### The problem
Report each line of the entries below that has the word "after" in it.

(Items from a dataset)
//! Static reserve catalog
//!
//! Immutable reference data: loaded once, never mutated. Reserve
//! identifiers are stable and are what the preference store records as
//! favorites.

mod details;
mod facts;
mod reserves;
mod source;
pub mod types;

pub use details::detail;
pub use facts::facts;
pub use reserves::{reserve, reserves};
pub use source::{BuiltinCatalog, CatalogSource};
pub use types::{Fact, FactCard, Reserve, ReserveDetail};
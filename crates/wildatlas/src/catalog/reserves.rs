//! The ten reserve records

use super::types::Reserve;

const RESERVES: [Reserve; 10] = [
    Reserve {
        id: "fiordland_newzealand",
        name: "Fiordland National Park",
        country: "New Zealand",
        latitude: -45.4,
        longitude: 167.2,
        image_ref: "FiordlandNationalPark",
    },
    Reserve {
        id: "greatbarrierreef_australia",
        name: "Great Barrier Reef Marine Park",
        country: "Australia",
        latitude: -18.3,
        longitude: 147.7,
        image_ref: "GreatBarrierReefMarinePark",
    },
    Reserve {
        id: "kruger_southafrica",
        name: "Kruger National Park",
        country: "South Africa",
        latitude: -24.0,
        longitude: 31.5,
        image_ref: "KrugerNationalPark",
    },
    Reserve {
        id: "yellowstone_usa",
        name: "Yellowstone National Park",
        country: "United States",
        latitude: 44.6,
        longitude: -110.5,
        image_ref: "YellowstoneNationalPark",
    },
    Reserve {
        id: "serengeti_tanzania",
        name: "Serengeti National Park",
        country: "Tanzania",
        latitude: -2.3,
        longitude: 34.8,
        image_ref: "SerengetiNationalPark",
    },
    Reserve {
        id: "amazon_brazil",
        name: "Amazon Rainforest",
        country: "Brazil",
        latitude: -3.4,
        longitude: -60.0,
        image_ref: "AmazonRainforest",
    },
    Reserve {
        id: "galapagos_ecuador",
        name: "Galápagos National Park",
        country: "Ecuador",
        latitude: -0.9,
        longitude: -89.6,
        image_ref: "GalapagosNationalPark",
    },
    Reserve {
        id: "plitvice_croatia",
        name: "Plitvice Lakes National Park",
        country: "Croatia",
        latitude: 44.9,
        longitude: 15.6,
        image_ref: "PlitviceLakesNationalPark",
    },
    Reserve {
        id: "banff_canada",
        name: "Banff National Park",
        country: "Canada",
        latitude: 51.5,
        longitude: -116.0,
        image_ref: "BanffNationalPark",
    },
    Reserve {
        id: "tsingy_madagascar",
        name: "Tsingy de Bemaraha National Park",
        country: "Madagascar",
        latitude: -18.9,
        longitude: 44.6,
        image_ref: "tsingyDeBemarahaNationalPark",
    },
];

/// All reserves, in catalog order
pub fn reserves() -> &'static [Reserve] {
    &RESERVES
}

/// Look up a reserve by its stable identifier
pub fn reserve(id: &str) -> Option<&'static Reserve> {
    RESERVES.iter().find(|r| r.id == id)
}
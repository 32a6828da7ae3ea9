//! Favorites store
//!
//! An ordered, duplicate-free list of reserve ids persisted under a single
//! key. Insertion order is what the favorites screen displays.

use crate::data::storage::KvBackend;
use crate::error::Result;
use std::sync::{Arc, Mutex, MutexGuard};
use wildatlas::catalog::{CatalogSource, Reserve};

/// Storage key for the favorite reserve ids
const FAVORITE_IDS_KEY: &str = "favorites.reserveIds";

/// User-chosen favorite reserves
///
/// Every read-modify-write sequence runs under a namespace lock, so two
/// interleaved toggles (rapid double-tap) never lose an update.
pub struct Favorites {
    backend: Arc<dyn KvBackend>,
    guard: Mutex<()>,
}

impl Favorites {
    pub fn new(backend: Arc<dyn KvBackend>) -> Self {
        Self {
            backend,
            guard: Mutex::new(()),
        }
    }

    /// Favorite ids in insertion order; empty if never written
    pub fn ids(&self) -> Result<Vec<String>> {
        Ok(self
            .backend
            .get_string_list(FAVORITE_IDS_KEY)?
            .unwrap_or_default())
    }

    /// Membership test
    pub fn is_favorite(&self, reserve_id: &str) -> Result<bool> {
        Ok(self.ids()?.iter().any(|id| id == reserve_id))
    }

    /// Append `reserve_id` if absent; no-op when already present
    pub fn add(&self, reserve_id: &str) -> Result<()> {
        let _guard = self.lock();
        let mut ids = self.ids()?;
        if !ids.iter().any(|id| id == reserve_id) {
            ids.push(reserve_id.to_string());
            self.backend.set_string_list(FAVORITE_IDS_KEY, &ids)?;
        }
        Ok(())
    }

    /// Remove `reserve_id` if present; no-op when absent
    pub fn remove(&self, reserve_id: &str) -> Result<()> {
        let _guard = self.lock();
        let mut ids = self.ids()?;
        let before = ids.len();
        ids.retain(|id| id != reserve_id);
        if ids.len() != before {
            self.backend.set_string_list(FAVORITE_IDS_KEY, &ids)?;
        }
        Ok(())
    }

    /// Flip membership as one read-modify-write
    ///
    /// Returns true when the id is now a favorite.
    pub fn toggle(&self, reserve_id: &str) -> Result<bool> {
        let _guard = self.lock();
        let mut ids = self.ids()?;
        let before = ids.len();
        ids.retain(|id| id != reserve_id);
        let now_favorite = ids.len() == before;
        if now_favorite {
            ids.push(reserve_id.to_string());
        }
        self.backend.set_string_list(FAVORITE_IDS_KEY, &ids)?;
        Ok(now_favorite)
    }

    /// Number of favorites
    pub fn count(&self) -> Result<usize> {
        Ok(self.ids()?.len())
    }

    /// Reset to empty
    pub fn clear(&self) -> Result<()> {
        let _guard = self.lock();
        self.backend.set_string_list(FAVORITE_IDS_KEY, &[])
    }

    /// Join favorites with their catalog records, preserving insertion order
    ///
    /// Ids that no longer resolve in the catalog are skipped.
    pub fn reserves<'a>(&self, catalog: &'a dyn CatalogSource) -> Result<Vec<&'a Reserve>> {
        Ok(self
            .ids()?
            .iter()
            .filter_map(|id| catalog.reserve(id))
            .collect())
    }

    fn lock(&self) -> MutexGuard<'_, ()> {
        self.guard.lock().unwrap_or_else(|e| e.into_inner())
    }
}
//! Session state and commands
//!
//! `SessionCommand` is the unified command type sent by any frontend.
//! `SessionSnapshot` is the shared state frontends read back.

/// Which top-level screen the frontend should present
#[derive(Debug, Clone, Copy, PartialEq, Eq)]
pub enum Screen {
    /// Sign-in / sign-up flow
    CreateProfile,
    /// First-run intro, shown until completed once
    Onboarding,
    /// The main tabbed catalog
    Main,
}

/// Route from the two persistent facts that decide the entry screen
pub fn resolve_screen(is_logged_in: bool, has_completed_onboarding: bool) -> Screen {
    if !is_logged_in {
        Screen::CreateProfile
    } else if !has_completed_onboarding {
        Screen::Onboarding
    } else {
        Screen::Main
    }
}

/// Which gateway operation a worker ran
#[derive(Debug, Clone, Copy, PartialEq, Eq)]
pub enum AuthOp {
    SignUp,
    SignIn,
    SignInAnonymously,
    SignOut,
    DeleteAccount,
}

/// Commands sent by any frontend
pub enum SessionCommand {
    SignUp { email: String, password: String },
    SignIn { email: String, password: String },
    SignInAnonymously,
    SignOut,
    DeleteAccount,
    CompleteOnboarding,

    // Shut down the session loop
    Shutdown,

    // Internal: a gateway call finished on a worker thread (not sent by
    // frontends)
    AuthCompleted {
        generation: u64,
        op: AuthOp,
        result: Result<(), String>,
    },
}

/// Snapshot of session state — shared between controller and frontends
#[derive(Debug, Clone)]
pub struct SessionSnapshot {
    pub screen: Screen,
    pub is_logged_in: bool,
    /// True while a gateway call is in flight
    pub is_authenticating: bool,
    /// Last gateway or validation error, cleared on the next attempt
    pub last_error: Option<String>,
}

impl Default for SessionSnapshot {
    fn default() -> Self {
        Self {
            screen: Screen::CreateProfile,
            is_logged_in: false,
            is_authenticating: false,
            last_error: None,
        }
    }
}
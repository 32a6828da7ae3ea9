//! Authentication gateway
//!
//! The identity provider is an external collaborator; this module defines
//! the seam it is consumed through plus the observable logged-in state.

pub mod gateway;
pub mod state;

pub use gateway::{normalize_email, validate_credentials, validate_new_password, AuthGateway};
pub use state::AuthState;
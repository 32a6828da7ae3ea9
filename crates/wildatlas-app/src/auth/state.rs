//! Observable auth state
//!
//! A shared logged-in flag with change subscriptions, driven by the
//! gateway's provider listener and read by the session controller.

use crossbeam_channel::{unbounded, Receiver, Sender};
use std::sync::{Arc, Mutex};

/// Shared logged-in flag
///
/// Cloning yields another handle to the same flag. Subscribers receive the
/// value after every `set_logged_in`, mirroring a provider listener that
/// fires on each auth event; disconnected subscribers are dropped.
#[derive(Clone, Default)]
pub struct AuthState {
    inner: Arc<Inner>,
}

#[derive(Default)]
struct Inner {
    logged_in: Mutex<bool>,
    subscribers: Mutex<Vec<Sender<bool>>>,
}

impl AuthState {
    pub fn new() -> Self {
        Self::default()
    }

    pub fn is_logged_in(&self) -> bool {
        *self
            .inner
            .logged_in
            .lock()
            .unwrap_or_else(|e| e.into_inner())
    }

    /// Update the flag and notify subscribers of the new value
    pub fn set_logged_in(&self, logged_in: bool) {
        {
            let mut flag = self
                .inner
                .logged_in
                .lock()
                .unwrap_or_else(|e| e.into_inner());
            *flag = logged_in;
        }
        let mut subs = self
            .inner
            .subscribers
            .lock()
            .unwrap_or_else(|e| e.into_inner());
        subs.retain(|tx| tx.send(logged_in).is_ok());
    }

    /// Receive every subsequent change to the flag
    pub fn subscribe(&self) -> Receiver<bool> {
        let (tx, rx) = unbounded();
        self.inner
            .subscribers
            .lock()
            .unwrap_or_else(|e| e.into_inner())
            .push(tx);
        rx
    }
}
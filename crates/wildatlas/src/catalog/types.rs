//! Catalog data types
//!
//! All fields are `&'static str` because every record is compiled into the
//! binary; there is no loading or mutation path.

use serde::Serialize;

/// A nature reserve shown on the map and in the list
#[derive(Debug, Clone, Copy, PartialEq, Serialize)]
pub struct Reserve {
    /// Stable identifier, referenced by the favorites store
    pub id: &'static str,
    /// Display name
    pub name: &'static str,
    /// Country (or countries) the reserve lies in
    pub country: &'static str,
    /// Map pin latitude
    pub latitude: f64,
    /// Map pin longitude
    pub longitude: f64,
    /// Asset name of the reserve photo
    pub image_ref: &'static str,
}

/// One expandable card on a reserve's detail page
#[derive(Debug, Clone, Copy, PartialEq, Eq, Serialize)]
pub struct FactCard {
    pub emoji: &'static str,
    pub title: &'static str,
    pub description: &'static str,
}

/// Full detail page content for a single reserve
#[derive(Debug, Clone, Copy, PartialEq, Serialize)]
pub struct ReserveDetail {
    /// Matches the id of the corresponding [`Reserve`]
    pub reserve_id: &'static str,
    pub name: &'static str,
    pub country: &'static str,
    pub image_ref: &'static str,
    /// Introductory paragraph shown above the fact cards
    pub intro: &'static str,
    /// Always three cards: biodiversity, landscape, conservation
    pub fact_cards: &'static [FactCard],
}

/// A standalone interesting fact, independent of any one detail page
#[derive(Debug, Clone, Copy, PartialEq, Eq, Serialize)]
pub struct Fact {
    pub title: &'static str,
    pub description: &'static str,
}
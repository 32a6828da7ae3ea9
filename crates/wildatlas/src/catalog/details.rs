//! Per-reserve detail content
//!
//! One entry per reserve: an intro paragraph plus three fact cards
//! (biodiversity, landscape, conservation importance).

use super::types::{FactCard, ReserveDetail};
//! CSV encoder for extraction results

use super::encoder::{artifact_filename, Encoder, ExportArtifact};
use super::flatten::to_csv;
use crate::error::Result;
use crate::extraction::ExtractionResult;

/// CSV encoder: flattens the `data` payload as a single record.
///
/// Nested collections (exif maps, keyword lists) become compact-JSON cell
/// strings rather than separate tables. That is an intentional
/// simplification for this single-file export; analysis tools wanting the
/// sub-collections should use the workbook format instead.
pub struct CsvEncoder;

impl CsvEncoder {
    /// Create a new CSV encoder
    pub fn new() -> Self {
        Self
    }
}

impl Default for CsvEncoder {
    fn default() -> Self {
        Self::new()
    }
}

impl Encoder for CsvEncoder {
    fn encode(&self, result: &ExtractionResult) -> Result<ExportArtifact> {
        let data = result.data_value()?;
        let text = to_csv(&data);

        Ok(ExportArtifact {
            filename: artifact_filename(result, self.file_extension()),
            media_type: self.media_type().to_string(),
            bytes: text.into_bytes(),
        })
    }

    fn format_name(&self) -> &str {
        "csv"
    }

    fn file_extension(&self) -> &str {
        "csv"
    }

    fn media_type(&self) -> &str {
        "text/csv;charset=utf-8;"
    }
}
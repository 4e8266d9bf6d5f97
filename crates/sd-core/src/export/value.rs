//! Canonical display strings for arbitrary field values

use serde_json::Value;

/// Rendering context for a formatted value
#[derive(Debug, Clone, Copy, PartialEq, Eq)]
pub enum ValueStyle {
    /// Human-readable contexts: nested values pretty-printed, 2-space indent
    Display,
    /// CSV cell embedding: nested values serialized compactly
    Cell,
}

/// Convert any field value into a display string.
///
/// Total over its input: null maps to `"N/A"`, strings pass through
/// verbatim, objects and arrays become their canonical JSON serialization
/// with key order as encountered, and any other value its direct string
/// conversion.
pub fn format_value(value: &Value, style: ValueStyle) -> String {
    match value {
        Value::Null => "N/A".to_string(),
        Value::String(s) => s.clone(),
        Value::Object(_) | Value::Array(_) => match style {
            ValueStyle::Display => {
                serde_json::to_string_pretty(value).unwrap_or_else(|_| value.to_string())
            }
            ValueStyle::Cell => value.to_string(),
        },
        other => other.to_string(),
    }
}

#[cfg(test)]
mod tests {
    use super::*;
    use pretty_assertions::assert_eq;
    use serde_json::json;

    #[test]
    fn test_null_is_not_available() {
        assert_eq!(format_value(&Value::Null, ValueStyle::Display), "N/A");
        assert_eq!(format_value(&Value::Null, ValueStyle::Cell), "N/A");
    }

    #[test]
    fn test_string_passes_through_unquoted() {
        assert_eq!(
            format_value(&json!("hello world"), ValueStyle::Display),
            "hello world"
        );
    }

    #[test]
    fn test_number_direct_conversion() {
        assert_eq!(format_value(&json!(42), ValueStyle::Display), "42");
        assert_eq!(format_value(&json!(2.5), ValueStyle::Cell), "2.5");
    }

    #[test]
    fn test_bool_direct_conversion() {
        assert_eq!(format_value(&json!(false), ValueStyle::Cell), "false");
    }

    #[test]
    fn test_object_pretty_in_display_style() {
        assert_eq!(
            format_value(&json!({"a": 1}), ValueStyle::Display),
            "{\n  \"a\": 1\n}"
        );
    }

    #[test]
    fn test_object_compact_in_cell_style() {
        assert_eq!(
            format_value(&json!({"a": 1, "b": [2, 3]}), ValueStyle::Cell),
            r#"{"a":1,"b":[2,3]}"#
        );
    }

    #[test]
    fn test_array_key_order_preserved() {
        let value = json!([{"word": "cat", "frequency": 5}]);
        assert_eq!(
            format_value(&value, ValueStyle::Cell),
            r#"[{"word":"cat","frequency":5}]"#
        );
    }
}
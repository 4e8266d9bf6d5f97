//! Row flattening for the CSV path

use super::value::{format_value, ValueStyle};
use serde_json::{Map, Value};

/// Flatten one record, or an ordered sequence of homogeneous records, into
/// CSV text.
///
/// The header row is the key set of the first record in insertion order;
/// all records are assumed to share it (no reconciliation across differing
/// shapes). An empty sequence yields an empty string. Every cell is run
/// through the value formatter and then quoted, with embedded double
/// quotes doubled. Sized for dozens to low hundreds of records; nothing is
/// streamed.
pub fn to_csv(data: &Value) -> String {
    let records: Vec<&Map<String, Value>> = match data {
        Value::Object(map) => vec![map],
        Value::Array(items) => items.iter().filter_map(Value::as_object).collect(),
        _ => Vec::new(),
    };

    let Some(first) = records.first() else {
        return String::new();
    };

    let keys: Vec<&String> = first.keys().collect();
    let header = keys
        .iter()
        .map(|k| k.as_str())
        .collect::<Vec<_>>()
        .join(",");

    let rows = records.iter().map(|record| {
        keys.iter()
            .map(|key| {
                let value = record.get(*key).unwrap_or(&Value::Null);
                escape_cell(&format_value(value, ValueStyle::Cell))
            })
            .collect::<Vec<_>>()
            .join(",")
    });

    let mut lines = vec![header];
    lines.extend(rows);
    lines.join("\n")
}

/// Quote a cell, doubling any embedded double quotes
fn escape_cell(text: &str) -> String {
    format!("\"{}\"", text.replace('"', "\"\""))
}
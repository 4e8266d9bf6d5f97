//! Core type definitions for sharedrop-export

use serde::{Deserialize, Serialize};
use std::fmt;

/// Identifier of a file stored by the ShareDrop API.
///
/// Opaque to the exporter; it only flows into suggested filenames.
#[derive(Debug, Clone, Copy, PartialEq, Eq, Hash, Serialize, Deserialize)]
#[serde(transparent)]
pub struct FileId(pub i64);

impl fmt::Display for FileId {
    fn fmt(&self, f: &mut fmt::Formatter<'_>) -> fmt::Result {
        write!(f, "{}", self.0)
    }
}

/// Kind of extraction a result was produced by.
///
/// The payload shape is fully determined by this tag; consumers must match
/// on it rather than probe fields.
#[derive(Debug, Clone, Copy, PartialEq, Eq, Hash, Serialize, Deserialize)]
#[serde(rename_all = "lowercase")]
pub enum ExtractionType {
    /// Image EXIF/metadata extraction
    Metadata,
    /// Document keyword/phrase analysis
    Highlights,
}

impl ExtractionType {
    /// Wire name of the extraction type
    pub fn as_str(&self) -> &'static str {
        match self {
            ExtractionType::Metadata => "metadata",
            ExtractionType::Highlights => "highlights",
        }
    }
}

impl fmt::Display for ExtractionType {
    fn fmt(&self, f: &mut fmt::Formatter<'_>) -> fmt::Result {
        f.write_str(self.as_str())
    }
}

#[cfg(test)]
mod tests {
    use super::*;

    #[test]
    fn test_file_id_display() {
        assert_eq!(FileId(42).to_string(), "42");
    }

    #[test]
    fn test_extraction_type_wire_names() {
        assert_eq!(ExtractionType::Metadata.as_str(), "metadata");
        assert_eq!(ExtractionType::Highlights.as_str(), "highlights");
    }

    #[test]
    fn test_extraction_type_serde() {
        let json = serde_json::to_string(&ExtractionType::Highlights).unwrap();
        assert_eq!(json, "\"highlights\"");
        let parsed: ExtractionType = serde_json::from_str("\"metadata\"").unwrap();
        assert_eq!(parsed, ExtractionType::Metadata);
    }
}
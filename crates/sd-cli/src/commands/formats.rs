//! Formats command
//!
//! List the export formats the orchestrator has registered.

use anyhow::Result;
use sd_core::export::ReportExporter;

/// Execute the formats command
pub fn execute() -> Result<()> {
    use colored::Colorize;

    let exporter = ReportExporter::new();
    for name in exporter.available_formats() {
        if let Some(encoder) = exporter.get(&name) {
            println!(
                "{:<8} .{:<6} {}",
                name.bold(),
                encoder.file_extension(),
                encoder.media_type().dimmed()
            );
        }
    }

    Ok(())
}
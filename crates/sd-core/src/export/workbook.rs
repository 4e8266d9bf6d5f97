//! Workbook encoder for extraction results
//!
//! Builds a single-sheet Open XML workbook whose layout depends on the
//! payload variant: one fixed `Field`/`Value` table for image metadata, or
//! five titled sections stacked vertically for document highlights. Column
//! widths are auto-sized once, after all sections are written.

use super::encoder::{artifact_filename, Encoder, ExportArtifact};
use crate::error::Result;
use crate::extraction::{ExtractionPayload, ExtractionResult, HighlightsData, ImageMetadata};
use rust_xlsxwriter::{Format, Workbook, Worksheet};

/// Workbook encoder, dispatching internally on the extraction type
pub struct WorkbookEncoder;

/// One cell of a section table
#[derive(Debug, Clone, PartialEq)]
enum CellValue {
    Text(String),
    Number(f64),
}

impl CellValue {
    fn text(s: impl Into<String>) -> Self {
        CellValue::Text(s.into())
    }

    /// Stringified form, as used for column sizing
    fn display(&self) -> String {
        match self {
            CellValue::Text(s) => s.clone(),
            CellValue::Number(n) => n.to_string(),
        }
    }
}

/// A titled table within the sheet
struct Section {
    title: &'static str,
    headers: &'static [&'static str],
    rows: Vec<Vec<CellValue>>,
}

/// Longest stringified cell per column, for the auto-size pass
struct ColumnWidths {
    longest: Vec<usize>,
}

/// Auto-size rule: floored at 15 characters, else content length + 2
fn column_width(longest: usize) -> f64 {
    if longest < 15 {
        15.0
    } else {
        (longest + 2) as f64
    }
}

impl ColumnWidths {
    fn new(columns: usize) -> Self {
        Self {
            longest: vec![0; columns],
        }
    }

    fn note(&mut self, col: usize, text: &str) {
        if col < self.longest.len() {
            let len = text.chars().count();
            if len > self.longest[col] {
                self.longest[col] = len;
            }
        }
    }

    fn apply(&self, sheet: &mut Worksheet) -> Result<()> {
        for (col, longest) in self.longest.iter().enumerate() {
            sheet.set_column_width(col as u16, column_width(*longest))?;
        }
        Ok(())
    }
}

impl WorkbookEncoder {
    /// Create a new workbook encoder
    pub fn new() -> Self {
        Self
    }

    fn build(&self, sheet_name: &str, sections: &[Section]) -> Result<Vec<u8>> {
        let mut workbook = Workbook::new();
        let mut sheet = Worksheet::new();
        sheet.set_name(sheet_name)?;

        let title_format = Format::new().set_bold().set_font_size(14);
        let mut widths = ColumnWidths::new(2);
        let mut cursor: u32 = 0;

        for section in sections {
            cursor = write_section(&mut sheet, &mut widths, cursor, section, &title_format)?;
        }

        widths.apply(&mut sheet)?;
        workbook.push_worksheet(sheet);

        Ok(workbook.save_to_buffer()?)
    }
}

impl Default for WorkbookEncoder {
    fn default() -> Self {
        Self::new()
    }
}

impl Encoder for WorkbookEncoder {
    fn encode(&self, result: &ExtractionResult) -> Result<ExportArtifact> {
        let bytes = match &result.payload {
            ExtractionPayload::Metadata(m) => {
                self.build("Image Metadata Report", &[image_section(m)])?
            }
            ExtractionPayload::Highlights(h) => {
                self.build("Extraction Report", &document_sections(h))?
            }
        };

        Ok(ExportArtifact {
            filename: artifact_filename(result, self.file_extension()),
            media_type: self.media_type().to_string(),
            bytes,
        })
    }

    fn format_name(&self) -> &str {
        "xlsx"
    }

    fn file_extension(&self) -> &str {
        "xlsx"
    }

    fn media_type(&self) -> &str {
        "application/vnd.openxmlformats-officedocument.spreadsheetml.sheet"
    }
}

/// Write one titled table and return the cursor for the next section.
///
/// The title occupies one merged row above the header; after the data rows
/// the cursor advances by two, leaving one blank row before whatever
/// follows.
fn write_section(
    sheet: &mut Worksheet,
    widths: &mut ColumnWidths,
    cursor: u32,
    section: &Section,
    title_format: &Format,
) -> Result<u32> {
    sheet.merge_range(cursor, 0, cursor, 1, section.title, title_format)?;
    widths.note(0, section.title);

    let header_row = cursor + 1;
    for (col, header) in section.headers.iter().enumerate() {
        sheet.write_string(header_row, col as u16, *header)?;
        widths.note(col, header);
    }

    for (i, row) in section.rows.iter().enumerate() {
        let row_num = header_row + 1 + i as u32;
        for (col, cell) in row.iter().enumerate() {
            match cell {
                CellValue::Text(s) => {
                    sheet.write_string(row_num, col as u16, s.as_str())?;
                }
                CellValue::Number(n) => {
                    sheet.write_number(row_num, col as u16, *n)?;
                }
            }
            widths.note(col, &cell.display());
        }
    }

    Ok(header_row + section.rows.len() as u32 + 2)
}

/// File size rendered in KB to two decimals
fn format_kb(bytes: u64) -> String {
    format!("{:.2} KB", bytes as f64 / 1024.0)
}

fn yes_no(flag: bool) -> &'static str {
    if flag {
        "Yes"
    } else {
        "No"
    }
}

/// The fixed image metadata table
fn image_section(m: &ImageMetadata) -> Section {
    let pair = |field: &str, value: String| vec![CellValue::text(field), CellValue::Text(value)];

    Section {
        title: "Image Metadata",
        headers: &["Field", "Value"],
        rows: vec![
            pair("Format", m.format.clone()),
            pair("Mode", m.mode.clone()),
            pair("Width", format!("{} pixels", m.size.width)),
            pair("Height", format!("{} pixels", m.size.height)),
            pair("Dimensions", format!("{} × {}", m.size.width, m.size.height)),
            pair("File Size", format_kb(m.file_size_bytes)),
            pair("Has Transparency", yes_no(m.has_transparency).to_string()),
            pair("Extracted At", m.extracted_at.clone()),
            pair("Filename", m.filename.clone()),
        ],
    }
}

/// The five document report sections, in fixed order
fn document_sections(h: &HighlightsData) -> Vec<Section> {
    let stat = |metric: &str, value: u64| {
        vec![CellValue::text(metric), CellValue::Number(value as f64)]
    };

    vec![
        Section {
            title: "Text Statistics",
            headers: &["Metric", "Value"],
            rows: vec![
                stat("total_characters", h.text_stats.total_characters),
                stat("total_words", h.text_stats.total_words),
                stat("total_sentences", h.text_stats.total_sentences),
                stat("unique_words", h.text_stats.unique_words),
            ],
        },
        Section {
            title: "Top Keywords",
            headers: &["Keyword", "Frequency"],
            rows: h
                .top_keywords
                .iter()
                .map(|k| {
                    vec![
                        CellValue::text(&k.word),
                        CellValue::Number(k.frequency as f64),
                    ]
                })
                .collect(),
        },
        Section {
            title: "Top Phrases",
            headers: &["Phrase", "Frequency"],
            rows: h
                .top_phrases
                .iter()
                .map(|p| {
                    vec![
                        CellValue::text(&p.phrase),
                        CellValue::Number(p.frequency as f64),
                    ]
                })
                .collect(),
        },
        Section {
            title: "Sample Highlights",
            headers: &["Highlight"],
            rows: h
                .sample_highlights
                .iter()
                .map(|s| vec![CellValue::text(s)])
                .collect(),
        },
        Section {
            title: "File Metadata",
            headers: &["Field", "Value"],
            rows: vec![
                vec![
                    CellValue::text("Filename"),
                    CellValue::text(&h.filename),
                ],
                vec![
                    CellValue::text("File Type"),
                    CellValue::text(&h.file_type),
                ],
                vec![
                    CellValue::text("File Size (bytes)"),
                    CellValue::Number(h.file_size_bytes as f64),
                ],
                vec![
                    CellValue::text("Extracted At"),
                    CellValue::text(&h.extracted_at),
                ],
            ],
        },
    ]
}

### Task response
/// value after every `set_logged_in`, mirroring a provider listener that
//! widths are auto-sized once, after all sections are written.
/// The title occupies one merged row above the header; after the data rows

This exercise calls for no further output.